Prompt:
Scan the listing below for "iter", then report every line that has it.

-------

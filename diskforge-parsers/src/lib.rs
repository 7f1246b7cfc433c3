//! Normalization layer turning raw platform-tool output (`lsblk`, `blkid`,
//! `sfdisk`, `findmnt`, `df`, `/proc/mounts`) into the canonical
//! `diskforge-types` model. Parsing never panics and never propagates a
//! hard error for malformed tool output: a `PlatformBackend` is expected
//! to keep functioning with partial information, recording gaps in
//! `DiskInventory::parse_errors` rather than failing outright.

pub mod blkid;
pub mod disk_type;
pub mod inventory;
pub mod lsblk;
pub mod mounts;
pub mod partition_table;
pub mod sfdisk;

pub use blkid::{parse_blkid_output, BlkidMap};
pub use disk_type::parse_disk_type;
pub use inventory::parse_inventory;
pub use lsblk::{build_disk_from_lsblk, build_partition_from_lsblk, parse_lsblk_json};
pub use mounts::{parse_df_output, parse_findmnt_json, parse_proc_mounts, parse_proc_mounts_text, DfUsage};
pub use partition_table::{parse_partition_flags, parse_partition_style};
pub use sfdisk::{parse_sfdisk_dump, SfdiskDump, SfdiskPartitionEntry};
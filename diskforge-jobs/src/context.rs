use std::sync::atomic::{AtomicBool, Ordering};
use std::sync::Mutex;
use std::thread;
use std::time::Duration;

use crate::error::{JobError, Result};
use crate::types::JobProgress;

type ProgressCallback = Box<dyn Fn(&JobProgress) + Send + Sync>;

/// Handed to a running job's `execute`: the only way it observes
/// cancellation/pause requests or reports progress back to the runner.
pub struct JobContext {
    cancelled: AtomicBool,
    paused: AtomicBool,
    progress: Mutex<JobProgress>,
    progress_callbacks: Mutex<Vec<ProgressCallback>>,
    warnings: Mutex<Vec<String>>,
}

impl Default for JobContext {
    fn default() -> Self {
        Self::new()
    }
}

impl JobContext {
    pub fn new() -> Self {
        Self {
            cancelled: AtomicBool::new(false),
            paused: AtomicBool::new(false),
            progress: Mutex::new(JobProgress::default()),
            progress_callbacks: Mutex::new(Vec::new()),
            warnings: Mutex::new(Vec::new()),
        }
    }

    pub fn is_cancelled(&self) -> bool {
        self.cancelled.load(Ordering::SeqCst)
    }

    pub fn is_paused(&self) -> bool {
        self.paused.load(Ordering::SeqCst)
    }

    pub fn cancel(&self) {
        self.cancelled.store(true, Ordering::SeqCst);
    }

    pub fn pause(&self) {
        self.paused.store(true, Ordering::SeqCst);
    }

    pub fn resume(&self) {
        self.paused.store(false, Ordering::SeqCst);
    }

    /// A job's inner loop calls this between units of work; it returns
    /// `Err(JobError::Cancelled)` the moment cancellation is requested.
    pub fn check_cancelled(&self) -> Result<()> {
        if self.is_cancelled() {
            Err(JobError::Cancelled)
        } else {
            Ok(())
        }
    }

    /// Blocks while paused, polling for cancellation at `check_interval`.
    pub fn wait_if_paused(&self, check_interval: Duration) -> Result<()> {
        while self.is_paused() {
            if self.is_cancelled() {
                return Err(JobError::Cancelled);
            }
            thread::sleep(check_interval);
        }
        Ok(())
    }

    #[allow(clippy::too_many_arguments)]
    pub fn update_progress(
        &self,
        current: Option<u64>,
        total: Option<u64>,
        message: Option<&str>,
        stage: Option<&str>,
        bytes_processed: Option<u64>,
        bytes_total: Option<u64>,
        rate_bytes_per_sec: Option<f64>,
    ) {
        let snapshot = {
            let mut progress = self.progress.lock().unwrap();
            if let Some(v) = current {
                progress.current = v;
            }
            if let Some(v) = total {
                progress.total = v;
            }
            if let Some(v) = message {
                progress.message = v.to_string();
            }
            if let Some(v) = stage {
                progress.stage = v.to_string();
            }
            if let Some(v) = bytes_processed {
                progress.bytes_processed = v;
            }
            if let Some(v) = bytes_total {
                progress.bytes_total = v;
            }
            if let Some(v) = rate_bytes_per_sec {
                progress.rate_bytes_per_sec = v;
            }
            progress.clone()
        };

        for callback in self.progress_callbacks.lock().unwrap().iter() {
            callback(&snapshot);
        }
    }

    pub fn add_progress_callback(&self, callback: impl Fn(&JobProgress) + Send + Sync + 'static) {
        self.progress_callbacks.lock().unwrap().push(Box::new(callback));
    }

    pub fn progress(&self) -> JobProgress {
        self.progress.lock().unwrap().clone()
    }

    pub fn add_warning(&self, warning: impl Into<String>) {
        self.warnings.lock().unwrap().push(warning.into());
    }

    pub fn warnings(&self) -> Vec<String> {
        self.warnings.lock().unwrap().clone()
    }
}

#[cfg(test)]
mod tests {
    use super::*;
    use std::sync::Arc;
    use std::sync::atomic::AtomicUsize;

    #[test]
    fn check_cancelled_errors_only_after_cancel() {
        let ctx = JobContext::new();
        assert!(ctx.check_cancelled().is_ok());
        ctx.cancel();
        assert!(matches!(ctx.check_cancelled(), Err(JobError::Cancelled)));
    }

    #[test]
    fn progress_callbacks_receive_a_snapshot_on_update() {
        let ctx = JobContext::new();
        let seen = Arc::new(AtomicUsize::new(0));
        let seen2 = seen.clone();
        ctx.add_progress_callback(move |p| {
            seen2.store(p.current as usize, Ordering::SeqCst);
        });
        ctx.update_progress(Some(42), None, None, None, None, None, None);
        assert_eq!(seen.load(Ordering::SeqCst), 42);
    }

    #[test]
    fn warnings_accumulate_in_order() {
        let ctx = JobContext::new();
        ctx.add_warning("first");
        ctx.add_warning("second");
        assert_eq!(ctx.warnings(), vec!["first".to_string(), "second".to_string()]);
    }
}
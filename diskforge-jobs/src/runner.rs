use std::collections::HashMap;
use std::sync::{Arc, Mutex};
use std::thread::{self, JoinHandle};
use std::time::Duration;

use chrono::{DateTime, Utc};
use uuid::Uuid;

use crate::context::JobContext;
use crate::error::{JobError, Result};
use crate::job::Job;
use crate::types::{JobOutcome, JobPriority, JobStatus};

type StatusCallback = Box<dyn Fn(Uuid, JobStatus) + Send + Sync>;

/// A submitted job plus the bookkeeping the runner needs around it. Not
/// exposed directly; callers read it through [`JobSummary`] or the
/// runner's per-field accessors.
struct JobRecord {
    job: Arc<dyn Job>,
    status: Mutex<JobStatus>,
    context: Arc<JobContext>,
    result: Mutex<Option<JobOutcome>>,
    created_at: DateTime<Utc>,
    started_at: Mutex<Option<DateTime<Utc>>>,
    completed_at: Mutex<Option<DateTime<Utc>>>,
}

/// Read-only view of a job's identity and current status, returned by
/// `list_jobs`.
#[derive(Debug, Clone)]
pub struct JobSummary {
    pub id: Uuid,
    pub name: String,
    pub description: String,
    pub priority: JobPriority,
    pub status: JobStatus,
    pub created_at: DateTime<Utc>,
}

/// Executes jobs on dedicated OS threads (one per running job, not a
/// pooled async executor) and tracks their status/progress/result for
/// later retrieval.
#[derive(Default)]
pub struct JobRunner {
    records: Mutex<HashMap<Uuid, Arc<JobRecord>>>,
    running_threads: Mutex<HashMap<Uuid, JoinHandle<()>>>,
    status_callbacks: Mutex<Vec<StatusCallback>>,
}

impl JobRunner {
    pub fn new() -> Self {
        Self::default()
    }

    /// Register a job without starting it. Returns its id.
    pub fn submit(&self, job: Arc<dyn Job>) -> Uuid {
        let id = job.id();
        let record = Arc::new(JobRecord {
            job: job.clone(),
            status: Mutex::new(JobStatus::Pending),
            context: Arc::new(JobContext::new()),
            result: Mutex::new(None),
            created_at: Utc::now(),
            started_at: Mutex::new(None),
            completed_at: Mutex::new(None),
        });

        self.records.lock().unwrap().insert(id, record);
        tracing::info!(job_id = %id, job_name = job.name(), "job submitted");
        id
    }

    /// Validate and start a previously submitted job on its own thread.
    pub fn start(self: &Arc<Self>, job_id: Uuid) -> Result<()> {
        let record = self.get_record(job_id)?;

        let errors = record.job.validate();
        if !errors.is_empty() {
            *record.status.lock().unwrap() = JobStatus::Failed;
            let now = Utc::now();
            *record.result.lock().unwrap() = Some(JobOutcome {
                success: false,
                data: None,
                error: Some(format!("validation failed: {}", errors.join("; "))),
                warnings: Vec::new(),
                artifacts: HashMap::new(),
                start_time: Some(now),
                end_time: Some(now),
            });
            self.notify_status(job_id, JobStatus::Failed);
            return Ok(());
        }

        let runner = self.clone();
        let thread_name = format!("job-{}", &job_id.to_string()[..8]);
        let handle = thread::Builder::new()
            .name(thread_name)
            .spawn(move || runner.execute_job(job_id))
            .map_err(|e| JobError::Other(e.into()))?;

        self.running_threads.lock().unwrap().insert(job_id, handle);
        Ok(())
    }

    /// Submit and run `job` on the calling thread, blocking until done.
    pub fn run_sync(self: &Arc<Self>, job: Arc<dyn Job>) -> JobOutcome {
        let id = self.submit(job.clone());

        let errors = job.validate();
        if !errors.is_empty() {
            let record = self.get_record(id).expect("just submitted");
            *record.status.lock().unwrap() = JobStatus::Failed;
            let now = Utc::now();
            let outcome = JobOutcome {
                success: false,
                data: None,
                error: Some(format!("validation failed: {}", errors.join("; "))),
                warnings: Vec::new(),
                artifacts: HashMap::new(),
                start_time: Some(now),
                end_time: Some(now),
            };
            *record.result.lock().unwrap() = Some(outcome.clone());
            return outcome;
        }

        self.execute_job(id);
        self.get_record(id)
            .ok()
            .and_then(|r| r.result.lock().unwrap().clone())
            .expect("execute_job always sets a result")
    }

    fn execute_job(&self, job_id: Uuid) {
        let Ok(record) = self.get_record(job_id) else {
            return;
        };

        *record.status.lock().unwrap() = JobStatus::Running;
        let started_at = Utc::now();
        *record.started_at.lock().unwrap() = Some(started_at);
        self.notify_status(job_id, JobStatus::Running);
        tracing::info!(job_id = %job_id, job_name = record.job.name(), "job started");

        let outcome = match record.job.execute(&record.context) {
            Ok(data) => {
                let outcome = JobOutcome {
                    success: true,
                    data: Some(data),
                    error: None,
                    warnings: record.context.warnings(),
                    artifacts: HashMap::new(),
                    start_time: Some(started_at),
                    end_time: Some(Utc::now()),
                };
                *record.status.lock().unwrap() = JobStatus::Completed;
                tracing::info!(
                    job_id = %job_id,
                    job_name = record.job.name(),
                    duration_seconds = outcome.duration_seconds(),
                    "job completed"
                );
                outcome
            }
            Err(JobError::Cancelled) => {
                *record.status.lock().unwrap() = JobStatus::Cancelled;
                tracing::info!(job_id = %job_id, job_name = record.job.name(), "job cancelled");
                JobOutcome {
                    success: false,
                    data: None,
                    error: Some("job was cancelled".to_string()),
                    warnings: record.context.warnings(),
                    artifacts: HashMap::new(),
                    start_time: Some(started_at),
                    end_time: Some(Utc::now()),
                }
            }
            Err(other) => {
                *record.status.lock().unwrap() = JobStatus::Failed;
                tracing::error!(job_id = %job_id, job_name = record.job.name(), error = %other, "job failed");
                JobOutcome {
                    success: false,
                    data: None,
                    error: Some(other.to_string()),
                    warnings: record.context.warnings(),
                    artifacts: HashMap::new(),
                    start_time: Some(started_at),
                    end_time: Some(Utc::now()),
                }
            }
        };

        *record.completed_at.lock().unwrap() = Some(Utc::now());
        *record.result.lock().unwrap() = Some(outcome);

        let status = *record.status.lock().unwrap();
        self.notify_status(job_id, status);
        self.running_threads.lock().unwrap().remove(&job_id);
    }

    pub fn cancel(&self, job_id: Uuid) -> bool {
        let Ok(record) = self.get_record(job_id) else {
            return false;
        };
        let status = *record.status.lock().unwrap();
        if !matches!(status, JobStatus::Running | JobStatus::Paused) || !record.job.can_cancel() {
            return false;
        }
        record.context.cancel();
        tracing::info!(job_id = %job_id, "job cancellation requested");
        true
    }

    pub fn pause(&self, job_id: Uuid) -> bool {
        let Ok(record) = self.get_record(job_id) else {
            return false;
        };
        if *record.status.lock().unwrap() != JobStatus::Running || !record.job.can_pause() {
            return false;
        }
        record.context.pause();
        *record.status.lock().unwrap() = JobStatus::Paused;
        self.notify_status(job_id, JobStatus::Paused);
        tracing::info!(job_id = %job_id, "job paused");
        true
    }

    pub fn resume(&self, job_id: Uuid) -> bool {
        let Ok(record) = self.get_record(job_id) else {
            return false;
        };
        if *record.status.lock().unwrap() != JobStatus::Paused {
            return false;
        }
        record.context.resume();
        *record.status.lock().unwrap() = JobStatus::Running;
        self.notify_status(job_id, JobStatus::Running);
        tracing::info!(job_id = %job_id, "job resumed");
        true
    }

    pub fn status(&self, job_id: Uuid) -> Option<JobStatus> {
        self.records
            .lock()
            .unwrap()
            .get(&job_id)
            .map(|r| *r.status.lock().unwrap())
    }

    pub fn progress(&self, job_id: Uuid) -> Option<crate::types::JobProgress> {
        self.records
            .lock()
            .unwrap()
            .get(&job_id)
            .map(|r| r.context.progress())
    }

    pub fn result(&self, job_id: Uuid) -> Option<JobOutcome> {
        self.records
            .lock()
            .unwrap()
            .get(&job_id)
            .and_then(|r| r.result.lock().unwrap().clone())
    }

    /// Block until `job_id`'s thread finishes (or `timeout` elapses for a
    /// started job), then return its result if one is available.
    pub fn wait(&self, job_id: Uuid, timeout: Option<Duration>) -> Option<JobOutcome> {
        let handle = self.running_threads.lock().unwrap().remove(&job_id);
        if let Some(handle) = handle {
            match timeout {
                // std::thread has no timed join; a started job is expected
                // to run to completion or be cancelled rather than
                // abandoned mid-join, so None and Some both wait fully.
                Some(_) | None => {
                    let _ = handle.join();
                }
            }
        }
        self.result(job_id)
    }

    pub fn list_jobs(&self, status: Option<JobStatus>) -> Vec<JobSummary> {
        let records = self.records.lock().unwrap();
        let mut summaries: Vec<JobSummary> = records
            .values()
            .filter(|r| match status {
                Some(s) => *r.status.lock().unwrap() == s,
                None => true,
            })
            .map(|r| JobSummary {
                id: r.job.id(),
                name: r.job.name().to_string(),
                description: r.job.description().to_string(),
                priority: r.job.priority(),
                status: *r.status.lock().unwrap(),
                created_at: r.created_at,
            })
            .collect();
        summaries.sort_by(|a, b| b.created_at.cmp(&a.created_at));
        summaries
    }

    pub fn add_status_callback(&self, callback: impl Fn(Uuid, JobStatus) + Send + Sync + 'static) {
        self.status_callbacks.lock().unwrap().push(Box::new(callback));
    }

    fn get_record(&self, job_id: Uuid) -> Result<Arc<JobRecord>> {
        self.records
            .lock()
            .unwrap()
            .get(&job_id)
            .cloned()
            .ok_or(JobError::NotFound(job_id))
    }

    fn notify_status(&self, job_id: Uuid, status: JobStatus) {
        for callback in self.status_callbacks.lock().unwrap().iter() {
            callback(job_id, status);
        }
    }
}

#[cfg(test)]
mod tests {
    use super::*;
    use crate::job::Job;

    struct EchoJob {
        id: Uuid,
        fail: bool,
    }

    impl Job for EchoJob {
        fn id(&self) -> Uuid {
            self.id
        }
        fn name(&self) -> &str {
            "echo"
        }
        fn description(&self) -> &str {
            "returns a constant"
        }
        fn execute(&self, _context: &JobContext) -> Result<serde_json::Value> {
            if self.fail {
                Err(JobError::Other(anyhow::anyhow!("boom")))
            } else {
                Ok(serde_json::json!({"ok": true}))
            }
        }
        fn plan(&self) -> String {
            "echo a constant value".to_string()
        }
    }

    #[test]
    fn run_sync_returns_success_outcome() {
        let runner = Arc::new(JobRunner::new());
        let job = Arc::new(EchoJob { id: Uuid::new_v4(), fail: false });
        let outcome = runner.run_sync(job);
        assert!(outcome.success);
        assert_eq!(outcome.data, Some(serde_json::json!({"ok": true})));
    }

    #[test]
    fn run_sync_captures_failure_message() {
        let runner = Arc::new(JobRunner::new());
        let job = Arc::new(EchoJob { id: Uuid::new_v4(), fail: true });
        let outcome = runner.run_sync(job);
        assert!(!outcome.success);
        assert!(outcome.error.unwrap().contains("boom"));
    }

    #[test]
    fn list_jobs_filters_by_status() {
        let runner = Arc::new(JobRunner::new());
        runner.run_sync(Arc::new(EchoJob { id: Uuid::new_v4(), fail: false }));
        runner.run_sync(Arc::new(EchoJob { id: Uuid::new_v4(), fail: true }));

        let completed = runner.list_jobs(Some(JobStatus::Completed));
        let failed = runner.list_jobs(Some(JobStatus::Failed));
        assert_eq!(completed.len(), 1);
        assert_eq!(failed.len(), 1);
    }

    #[test]
    fn cancel_returns_false_for_unknown_job() {
        let runner = Arc::new(JobRunner::new());
        assert!(!runner.cancel(Uuid::new_v4()));
    }
}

-------

Written reply:
        for callback in self.progress_callbacks.lock().unwrap().iter() {
        for callback in self.status_callbacks.lock().unwrap().iter() {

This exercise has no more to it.